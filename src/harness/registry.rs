use std::sync::OnceLock;

use crate::models::{
    cluster, compose, dummy, ensemble, feature_selection, linear_model, meta, multiclass,
    naive_bayes, preprocessing,
};
use crate::traits::registration::{EstimatorType, Family};

/// Sub-packages scanned for estimators, in discovery order.
pub const SUBPACKAGES: &[(&str, fn() -> Vec<EstimatorType>)] = &[
    ("linear_model", linear_model::estimators),
    ("preprocessing", preprocessing::estimators),
    ("feature_selection", feature_selection::estimators),
    ("dummy", dummy::estimators),
    ("meta", meta::estimators),
    ("ensemble", ensemble::estimators),
    ("multiclass", multiclass::estimators),
    ("naive_bayes", naive_bayes::estimators),
    ("cluster", cluster::estimators),
    ("compose", compose::estimators),
];

/// Families that are never certified generically.
///
/// Membership is checked by family, so every type that specializes one of
/// these families is excluded as well.
pub const IGNORED: &[Family] = &[
    Family::Adapter,
    Family::FuncTransformer,
    Family::Pipeline,
    Family::PredClipper,
    Family::TransformerUnion,
];

pub fn is_ignored(estimator_type: &EstimatorType) -> bool {
    IGNORED.iter().any(|family| estimator_type.belongs_to(*family))
}

/// Every certifiable estimator type, in a deterministic order.
pub fn discover() -> Vec<EstimatorType> {
    let mut found = Vec::new();
    for (subpackage, registered) in SUBPACKAGES {
        for estimator_type in registered() {
            if is_ignored(&estimator_type) {
                log::debug!("Skipping {}: ignored family", estimator_type.qualified_name());
                continue;
            }
            if estimator_type.capabilities.is_empty() {
                log::debug!("Skipping {}: no declared capability", estimator_type.qualified_name());
                continue;
            }
            found.push(estimator_type);
        }
        log::trace!("Scanned sub-package {}", subpackage);
    }
    found
}

/// Cached result of [`discover`]
pub fn registry() -> &'static [EstimatorType] {
    static REGISTRY: OnceLock<Vec<EstimatorType>> = OnceLock::new();
    REGISTRY.get_or_init(discover)
}

/// Look up a discovered type by its `module::Name`
pub fn find(qualified_name: &str) -> Option<&'static EstimatorType> {
    registry().iter().find(|t| t.qualified_name() == qualified_name)
}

___

ASSIGNMENT: A full, exact copy of the entries is the required answer.

ANSWER TO THE PROBLEM:
filename src/harness/registry.rs
use std::sync::OnceLock;

use crate::models::{
    cluster, compose, dummy, ensemble, feature_selection, linear_model, meta, multiclass,
    naive_bayes, preprocessing,
};
use crate::traits::registration::{EstimatorType, Family};

/// Sub-packages scanned for estimators, in discovery order.
pub const SUBPACKAGES: &[(&str, fn() -> Vec<EstimatorType>)] = &[
    ("linear_model", linear_model::estimators),
    ("preprocessing", preprocessing::estimators),
    ("feature_selection", feature_selection::estimators),
    ("dummy", dummy::estimators),
    ("meta", meta::estimators),
    ("ensemble", ensemble::estimators),
    ("multiclass", multiclass::estimators),
    ("naive_bayes", naive_bayes::estimators),
    ("cluster", cluster::estimators),
    ("compose", compose::estimators),
];

/// Families that are never certified generically.
///
/// Membership is checked by family, so every type that specializes one of
/// these families is excluded as well.
pub const IGNORED: &[Family] = &[
    Family::Adapter,
    Family::FuncTransformer,
    Family::Pipeline,
    Family::PredClipper,
    Family::TransformerUnion,
];

pub fn is_ignored(estimator_type: &EstimatorType) -> bool {
    IGNORED.iter().any(|family| estimator_type.belongs_to(*family))
}

/// Every certifiable estimator type, in a deterministic order.
pub fn discover() -> Vec<EstimatorType> {
    let mut found = Vec::new();
    for (subpackage, registered) in SUBPACKAGES {
        for estimator_type in registered() {
            if is_ignored(&estimator_type) {
                log::debug!("Skipping {}: ignored family", estimator_type.qualified_name());
                continue;
            }
            if estimator_type.capabilities.is_empty() {
                log::debug!("Skipping {}: no declared capability", estimator_type.qualified_name());
                continue;
            }
            found.push(estimator_type);
        }
        log::trace!("Scanned sub-package {}", subpackage);
    }
    found
}

/// Cached result of [`discover`]
pub fn registry() -> &'static [EstimatorType] {
    static REGISTRY: OnceLock<Vec<EstimatorType>> = OnceLock::new();
    REGISTRY.get_or_init(discover)
}

/// Look up a discovered type by its `module::Name`
pub fn find(qualified_name: &str) -> Option<&'static EstimatorType> {
    registry().iter().find(|t| t.qualified_name() == qualified_name)
}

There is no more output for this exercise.